* Work instructions *
Comb the records below for the string "writeln" and copy each line where it turns up.

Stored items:
<<<<

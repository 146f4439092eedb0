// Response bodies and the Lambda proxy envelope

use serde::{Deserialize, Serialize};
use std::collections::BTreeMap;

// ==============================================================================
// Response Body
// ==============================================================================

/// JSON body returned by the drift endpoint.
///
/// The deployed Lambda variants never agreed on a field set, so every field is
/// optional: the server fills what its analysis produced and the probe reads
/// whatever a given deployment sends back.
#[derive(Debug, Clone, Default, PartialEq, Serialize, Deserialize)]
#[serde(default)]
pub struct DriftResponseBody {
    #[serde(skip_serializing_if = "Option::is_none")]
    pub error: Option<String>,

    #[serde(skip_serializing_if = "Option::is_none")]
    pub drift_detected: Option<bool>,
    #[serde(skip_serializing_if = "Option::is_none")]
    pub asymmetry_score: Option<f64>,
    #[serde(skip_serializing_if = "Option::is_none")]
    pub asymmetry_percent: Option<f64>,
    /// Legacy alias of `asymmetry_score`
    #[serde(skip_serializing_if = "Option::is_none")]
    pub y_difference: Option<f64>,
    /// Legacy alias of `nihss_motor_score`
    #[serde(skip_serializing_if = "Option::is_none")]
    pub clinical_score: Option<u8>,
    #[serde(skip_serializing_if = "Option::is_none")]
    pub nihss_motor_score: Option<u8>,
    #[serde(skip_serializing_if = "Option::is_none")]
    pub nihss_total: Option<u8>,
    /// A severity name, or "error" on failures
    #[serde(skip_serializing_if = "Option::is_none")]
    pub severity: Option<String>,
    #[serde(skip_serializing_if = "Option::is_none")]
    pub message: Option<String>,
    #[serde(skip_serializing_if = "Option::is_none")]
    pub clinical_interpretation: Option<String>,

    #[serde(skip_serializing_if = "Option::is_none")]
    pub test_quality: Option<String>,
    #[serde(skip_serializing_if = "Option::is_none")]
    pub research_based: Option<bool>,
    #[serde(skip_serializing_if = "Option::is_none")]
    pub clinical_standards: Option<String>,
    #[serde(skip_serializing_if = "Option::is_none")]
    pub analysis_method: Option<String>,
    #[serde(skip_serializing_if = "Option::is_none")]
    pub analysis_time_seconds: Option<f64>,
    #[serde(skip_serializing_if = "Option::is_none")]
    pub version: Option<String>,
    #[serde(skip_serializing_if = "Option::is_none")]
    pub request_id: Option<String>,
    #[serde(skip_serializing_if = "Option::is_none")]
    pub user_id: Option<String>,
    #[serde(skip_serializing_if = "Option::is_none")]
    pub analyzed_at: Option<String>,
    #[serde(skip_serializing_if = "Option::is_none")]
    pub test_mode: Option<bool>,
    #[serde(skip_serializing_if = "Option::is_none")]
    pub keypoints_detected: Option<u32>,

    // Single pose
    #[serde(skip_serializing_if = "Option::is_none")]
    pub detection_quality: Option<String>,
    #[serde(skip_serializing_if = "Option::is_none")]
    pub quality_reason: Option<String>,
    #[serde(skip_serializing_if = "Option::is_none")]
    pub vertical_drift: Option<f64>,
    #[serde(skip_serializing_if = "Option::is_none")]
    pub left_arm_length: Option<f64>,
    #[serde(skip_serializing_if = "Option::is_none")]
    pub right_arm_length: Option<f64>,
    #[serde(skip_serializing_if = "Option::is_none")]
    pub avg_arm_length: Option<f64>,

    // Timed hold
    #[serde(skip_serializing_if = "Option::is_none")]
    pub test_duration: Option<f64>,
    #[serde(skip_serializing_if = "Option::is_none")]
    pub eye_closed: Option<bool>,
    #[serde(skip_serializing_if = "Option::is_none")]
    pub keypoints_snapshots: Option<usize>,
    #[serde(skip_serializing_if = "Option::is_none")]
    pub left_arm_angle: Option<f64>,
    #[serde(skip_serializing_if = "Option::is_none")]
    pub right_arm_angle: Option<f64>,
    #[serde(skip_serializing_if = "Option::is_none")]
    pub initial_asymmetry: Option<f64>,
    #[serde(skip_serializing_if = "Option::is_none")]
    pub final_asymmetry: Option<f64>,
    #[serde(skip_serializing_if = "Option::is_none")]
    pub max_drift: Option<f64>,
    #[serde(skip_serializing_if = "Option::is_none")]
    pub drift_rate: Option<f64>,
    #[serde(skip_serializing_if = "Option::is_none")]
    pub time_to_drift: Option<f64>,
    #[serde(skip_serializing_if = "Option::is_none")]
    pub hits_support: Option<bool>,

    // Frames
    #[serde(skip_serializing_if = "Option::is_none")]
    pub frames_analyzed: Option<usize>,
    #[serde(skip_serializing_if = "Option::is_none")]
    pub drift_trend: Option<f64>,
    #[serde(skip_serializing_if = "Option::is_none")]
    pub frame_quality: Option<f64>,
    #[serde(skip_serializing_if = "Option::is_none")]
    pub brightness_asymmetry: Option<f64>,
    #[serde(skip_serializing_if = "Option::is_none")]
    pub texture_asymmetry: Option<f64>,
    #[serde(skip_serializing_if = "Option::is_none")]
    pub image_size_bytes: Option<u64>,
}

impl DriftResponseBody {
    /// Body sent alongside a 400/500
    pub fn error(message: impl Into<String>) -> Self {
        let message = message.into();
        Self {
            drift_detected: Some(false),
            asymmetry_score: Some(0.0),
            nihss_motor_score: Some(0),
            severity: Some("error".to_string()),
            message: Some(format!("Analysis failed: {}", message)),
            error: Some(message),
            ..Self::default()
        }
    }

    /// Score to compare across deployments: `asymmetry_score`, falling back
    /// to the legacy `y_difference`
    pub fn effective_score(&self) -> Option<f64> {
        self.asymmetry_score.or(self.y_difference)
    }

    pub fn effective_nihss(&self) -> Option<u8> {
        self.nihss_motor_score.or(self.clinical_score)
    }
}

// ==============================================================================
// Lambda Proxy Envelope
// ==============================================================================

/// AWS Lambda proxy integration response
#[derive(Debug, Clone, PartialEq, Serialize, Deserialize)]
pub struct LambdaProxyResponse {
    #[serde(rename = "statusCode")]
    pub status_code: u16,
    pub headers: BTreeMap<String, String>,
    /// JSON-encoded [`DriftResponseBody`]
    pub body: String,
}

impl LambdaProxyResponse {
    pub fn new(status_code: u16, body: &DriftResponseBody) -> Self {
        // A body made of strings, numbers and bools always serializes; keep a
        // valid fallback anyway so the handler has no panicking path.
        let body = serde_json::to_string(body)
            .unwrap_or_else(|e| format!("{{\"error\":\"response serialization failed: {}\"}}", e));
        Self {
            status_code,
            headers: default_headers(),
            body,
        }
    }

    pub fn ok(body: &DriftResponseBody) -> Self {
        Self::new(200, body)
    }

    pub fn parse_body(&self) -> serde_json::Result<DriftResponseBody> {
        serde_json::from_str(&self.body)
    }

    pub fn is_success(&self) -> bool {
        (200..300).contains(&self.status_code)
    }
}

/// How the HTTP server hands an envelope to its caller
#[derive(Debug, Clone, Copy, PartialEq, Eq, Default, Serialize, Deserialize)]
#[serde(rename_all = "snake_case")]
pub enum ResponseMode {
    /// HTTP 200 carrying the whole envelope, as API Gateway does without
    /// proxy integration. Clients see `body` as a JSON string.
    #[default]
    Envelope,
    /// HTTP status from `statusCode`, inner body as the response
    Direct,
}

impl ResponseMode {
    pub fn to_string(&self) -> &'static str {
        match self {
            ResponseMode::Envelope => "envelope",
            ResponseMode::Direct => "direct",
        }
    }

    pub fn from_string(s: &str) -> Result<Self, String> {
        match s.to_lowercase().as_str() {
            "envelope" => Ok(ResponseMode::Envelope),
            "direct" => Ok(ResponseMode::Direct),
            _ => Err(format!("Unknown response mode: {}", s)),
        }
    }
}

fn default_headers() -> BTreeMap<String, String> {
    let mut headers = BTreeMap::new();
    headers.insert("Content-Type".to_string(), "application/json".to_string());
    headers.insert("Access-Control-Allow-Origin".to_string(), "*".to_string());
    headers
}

>>>>
<<<<

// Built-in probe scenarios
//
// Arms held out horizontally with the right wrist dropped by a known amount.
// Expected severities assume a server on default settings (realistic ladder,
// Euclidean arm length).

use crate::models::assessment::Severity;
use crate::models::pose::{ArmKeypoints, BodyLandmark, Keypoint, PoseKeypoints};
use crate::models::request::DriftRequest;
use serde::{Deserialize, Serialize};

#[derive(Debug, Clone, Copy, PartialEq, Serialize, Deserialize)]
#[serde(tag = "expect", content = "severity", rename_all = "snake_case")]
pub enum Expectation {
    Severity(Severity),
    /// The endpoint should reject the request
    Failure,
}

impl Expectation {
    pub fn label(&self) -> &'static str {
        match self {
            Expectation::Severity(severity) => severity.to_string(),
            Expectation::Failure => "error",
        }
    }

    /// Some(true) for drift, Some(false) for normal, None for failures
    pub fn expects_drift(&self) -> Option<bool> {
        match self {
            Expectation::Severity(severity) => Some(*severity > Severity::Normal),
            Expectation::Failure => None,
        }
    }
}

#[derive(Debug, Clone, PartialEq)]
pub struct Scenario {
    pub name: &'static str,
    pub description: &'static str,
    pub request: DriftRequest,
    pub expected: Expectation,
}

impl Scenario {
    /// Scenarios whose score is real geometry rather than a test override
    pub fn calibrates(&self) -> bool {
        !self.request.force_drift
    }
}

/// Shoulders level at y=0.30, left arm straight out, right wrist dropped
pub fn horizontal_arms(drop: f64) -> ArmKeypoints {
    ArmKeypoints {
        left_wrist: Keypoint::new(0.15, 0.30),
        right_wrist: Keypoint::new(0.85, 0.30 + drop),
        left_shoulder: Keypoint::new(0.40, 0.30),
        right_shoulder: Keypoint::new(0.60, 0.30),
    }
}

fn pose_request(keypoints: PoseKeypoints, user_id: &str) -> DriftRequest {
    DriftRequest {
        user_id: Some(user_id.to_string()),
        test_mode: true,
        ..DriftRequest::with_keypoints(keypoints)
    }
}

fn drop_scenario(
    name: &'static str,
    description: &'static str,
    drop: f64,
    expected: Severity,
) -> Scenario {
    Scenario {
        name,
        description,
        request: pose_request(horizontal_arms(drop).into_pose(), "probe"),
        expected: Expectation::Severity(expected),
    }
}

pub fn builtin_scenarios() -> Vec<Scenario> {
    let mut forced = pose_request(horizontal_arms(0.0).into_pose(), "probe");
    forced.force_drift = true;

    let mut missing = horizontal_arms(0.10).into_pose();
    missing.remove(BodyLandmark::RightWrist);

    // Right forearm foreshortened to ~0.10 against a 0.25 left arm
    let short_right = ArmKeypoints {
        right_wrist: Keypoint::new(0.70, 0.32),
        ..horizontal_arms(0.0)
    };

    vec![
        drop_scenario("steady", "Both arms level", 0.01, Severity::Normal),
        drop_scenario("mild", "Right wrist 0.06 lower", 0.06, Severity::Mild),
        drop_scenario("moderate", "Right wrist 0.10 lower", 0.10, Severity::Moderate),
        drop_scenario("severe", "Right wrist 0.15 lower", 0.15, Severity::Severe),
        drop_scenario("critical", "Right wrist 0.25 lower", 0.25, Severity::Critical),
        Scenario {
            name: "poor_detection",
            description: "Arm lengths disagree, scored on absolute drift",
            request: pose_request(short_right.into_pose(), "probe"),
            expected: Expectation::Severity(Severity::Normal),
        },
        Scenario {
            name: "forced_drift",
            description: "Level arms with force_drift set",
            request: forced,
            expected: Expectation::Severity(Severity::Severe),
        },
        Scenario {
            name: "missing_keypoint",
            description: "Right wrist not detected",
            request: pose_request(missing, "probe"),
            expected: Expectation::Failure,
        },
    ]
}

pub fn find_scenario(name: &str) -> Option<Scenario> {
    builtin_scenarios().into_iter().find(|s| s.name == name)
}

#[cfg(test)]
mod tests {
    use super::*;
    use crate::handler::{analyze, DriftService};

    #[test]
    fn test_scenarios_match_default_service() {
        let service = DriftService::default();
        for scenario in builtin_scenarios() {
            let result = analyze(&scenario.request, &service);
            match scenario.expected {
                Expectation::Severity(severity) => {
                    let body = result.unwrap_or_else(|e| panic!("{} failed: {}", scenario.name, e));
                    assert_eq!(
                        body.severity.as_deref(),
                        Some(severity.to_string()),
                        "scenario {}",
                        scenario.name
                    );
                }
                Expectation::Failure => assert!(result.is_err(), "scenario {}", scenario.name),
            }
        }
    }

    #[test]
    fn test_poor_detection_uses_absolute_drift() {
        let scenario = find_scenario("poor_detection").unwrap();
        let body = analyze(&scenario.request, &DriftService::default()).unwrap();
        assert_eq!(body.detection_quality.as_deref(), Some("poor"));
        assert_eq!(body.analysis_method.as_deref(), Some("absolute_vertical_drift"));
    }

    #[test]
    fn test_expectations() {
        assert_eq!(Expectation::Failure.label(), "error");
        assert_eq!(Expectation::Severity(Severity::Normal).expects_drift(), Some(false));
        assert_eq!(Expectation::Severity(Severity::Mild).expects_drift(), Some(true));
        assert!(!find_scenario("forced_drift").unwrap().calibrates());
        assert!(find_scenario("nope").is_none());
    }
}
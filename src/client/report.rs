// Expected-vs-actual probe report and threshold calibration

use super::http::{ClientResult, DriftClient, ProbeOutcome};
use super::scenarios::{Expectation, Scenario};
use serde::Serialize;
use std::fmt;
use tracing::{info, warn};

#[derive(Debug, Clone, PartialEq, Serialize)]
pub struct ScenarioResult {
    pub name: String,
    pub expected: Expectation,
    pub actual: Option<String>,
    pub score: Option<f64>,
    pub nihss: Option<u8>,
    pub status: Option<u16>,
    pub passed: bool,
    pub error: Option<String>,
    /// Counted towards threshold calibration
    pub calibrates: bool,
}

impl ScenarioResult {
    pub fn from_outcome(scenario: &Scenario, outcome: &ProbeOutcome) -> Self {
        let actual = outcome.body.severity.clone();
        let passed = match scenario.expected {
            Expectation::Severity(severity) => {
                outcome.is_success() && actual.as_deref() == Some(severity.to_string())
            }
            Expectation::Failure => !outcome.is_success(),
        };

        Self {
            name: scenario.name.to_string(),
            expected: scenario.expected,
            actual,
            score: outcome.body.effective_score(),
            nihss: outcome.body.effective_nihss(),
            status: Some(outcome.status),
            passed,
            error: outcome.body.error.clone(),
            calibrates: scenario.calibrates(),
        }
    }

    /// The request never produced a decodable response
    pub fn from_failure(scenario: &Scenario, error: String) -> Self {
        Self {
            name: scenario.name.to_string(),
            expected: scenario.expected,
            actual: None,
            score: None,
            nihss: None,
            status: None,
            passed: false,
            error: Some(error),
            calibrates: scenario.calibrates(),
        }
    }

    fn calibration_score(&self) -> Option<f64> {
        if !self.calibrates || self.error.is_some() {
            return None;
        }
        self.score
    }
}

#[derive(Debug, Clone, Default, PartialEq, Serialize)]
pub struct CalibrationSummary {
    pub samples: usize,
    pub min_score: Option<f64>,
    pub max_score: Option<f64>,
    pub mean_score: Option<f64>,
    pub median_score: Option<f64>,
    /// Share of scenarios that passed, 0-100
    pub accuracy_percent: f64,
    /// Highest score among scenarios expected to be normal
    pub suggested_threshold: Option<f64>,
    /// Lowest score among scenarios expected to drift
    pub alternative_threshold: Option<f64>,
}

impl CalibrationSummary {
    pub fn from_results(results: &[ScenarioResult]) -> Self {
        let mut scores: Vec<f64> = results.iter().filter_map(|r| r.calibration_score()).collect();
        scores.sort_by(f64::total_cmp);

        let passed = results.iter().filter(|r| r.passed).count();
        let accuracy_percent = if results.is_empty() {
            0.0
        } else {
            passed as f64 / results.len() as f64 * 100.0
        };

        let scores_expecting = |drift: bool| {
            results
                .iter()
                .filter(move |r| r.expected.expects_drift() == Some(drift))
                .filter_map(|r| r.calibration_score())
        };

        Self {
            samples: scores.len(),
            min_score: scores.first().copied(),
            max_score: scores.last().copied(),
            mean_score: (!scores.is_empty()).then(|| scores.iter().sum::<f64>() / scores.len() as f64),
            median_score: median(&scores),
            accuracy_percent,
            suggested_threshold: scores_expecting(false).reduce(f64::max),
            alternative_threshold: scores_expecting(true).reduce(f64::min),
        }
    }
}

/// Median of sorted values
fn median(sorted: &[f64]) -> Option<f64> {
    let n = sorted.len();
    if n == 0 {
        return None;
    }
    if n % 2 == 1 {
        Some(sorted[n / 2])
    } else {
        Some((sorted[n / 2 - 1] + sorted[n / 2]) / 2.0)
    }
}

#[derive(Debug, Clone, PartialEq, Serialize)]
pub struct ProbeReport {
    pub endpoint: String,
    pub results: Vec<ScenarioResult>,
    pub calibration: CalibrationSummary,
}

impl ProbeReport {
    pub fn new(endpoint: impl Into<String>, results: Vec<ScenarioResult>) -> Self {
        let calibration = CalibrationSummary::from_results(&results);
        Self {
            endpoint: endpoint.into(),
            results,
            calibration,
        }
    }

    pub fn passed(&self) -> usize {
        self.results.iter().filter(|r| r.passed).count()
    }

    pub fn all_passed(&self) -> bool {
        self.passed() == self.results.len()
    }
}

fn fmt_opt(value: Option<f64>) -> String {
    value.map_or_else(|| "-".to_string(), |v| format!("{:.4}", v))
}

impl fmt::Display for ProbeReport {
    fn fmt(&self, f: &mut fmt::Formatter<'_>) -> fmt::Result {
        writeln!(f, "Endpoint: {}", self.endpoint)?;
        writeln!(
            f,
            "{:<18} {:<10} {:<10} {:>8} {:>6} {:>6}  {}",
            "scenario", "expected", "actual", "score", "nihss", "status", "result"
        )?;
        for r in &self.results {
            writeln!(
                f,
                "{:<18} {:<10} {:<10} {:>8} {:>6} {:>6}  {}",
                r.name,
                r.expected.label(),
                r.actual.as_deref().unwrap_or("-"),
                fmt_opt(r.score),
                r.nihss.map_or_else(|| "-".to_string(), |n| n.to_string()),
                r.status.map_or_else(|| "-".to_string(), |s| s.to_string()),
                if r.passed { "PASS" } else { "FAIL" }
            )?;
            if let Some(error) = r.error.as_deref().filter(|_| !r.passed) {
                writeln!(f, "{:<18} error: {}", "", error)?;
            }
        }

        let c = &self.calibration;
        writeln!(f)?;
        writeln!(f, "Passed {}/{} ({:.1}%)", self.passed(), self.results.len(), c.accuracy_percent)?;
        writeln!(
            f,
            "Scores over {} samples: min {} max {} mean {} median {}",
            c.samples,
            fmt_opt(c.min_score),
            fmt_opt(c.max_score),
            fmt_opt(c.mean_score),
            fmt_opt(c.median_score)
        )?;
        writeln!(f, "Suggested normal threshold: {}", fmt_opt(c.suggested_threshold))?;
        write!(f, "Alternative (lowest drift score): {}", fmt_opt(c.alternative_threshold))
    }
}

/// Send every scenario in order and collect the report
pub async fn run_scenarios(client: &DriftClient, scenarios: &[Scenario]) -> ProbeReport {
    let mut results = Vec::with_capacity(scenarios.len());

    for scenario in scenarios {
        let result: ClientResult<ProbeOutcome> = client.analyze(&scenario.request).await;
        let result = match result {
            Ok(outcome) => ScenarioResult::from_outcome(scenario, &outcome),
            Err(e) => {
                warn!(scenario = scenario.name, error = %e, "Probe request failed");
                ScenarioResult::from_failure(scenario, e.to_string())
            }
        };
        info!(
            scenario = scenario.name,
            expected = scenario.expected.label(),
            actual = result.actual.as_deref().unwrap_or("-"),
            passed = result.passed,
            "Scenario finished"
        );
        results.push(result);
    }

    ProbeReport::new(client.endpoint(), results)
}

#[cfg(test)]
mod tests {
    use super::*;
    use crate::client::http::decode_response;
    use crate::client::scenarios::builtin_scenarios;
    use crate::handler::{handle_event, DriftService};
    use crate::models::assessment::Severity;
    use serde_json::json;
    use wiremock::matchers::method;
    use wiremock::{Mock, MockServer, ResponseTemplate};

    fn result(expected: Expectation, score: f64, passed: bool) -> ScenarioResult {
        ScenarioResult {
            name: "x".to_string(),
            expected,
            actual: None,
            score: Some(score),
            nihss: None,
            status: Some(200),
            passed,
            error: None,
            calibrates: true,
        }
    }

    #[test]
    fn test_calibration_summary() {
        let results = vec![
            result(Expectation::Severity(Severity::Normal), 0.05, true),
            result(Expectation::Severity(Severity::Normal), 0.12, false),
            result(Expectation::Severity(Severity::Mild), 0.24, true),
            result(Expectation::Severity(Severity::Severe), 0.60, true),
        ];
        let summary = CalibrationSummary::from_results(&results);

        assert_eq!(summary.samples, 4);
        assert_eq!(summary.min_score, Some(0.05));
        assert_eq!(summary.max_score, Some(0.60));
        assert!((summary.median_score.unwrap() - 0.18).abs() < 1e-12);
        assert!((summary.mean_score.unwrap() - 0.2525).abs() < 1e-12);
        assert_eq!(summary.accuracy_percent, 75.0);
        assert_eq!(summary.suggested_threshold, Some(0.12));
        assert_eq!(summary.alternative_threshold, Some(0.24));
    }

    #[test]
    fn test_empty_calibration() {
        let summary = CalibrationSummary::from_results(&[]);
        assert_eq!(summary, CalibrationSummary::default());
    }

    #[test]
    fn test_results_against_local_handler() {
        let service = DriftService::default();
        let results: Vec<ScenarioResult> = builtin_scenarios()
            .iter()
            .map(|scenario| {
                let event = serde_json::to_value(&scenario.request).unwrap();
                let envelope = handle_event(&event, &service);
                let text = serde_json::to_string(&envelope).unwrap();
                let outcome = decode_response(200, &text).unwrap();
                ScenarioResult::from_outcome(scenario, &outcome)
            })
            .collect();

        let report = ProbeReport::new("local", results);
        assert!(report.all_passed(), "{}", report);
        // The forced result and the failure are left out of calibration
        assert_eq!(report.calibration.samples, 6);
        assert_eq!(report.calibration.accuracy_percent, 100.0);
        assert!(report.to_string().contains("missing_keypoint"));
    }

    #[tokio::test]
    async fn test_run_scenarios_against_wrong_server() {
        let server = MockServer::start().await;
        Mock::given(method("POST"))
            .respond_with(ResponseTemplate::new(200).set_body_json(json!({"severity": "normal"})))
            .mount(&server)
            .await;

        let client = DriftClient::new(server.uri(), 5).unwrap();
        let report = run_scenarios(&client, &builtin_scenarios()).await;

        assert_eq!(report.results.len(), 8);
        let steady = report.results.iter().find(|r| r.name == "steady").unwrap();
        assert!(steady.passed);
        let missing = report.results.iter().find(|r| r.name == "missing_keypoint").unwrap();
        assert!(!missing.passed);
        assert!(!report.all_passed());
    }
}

>>>>

* Written solution *
        writeln!(f, "Endpoint: {}", self.endpoint)?;
        writeln!(
            writeln!(
                writeln!(f, "{:<18} error: {}", "", error)?;
        writeln!(f)?;
        writeln!(f, "Passed {}/{} ({:.1}%)", self.passed(), self.results.len(), c.accuracy_percent)?;
        writeln!(
        writeln!(f, "Suggested normal threshold: {}", fmt_opt(c.suggested_threshold))?;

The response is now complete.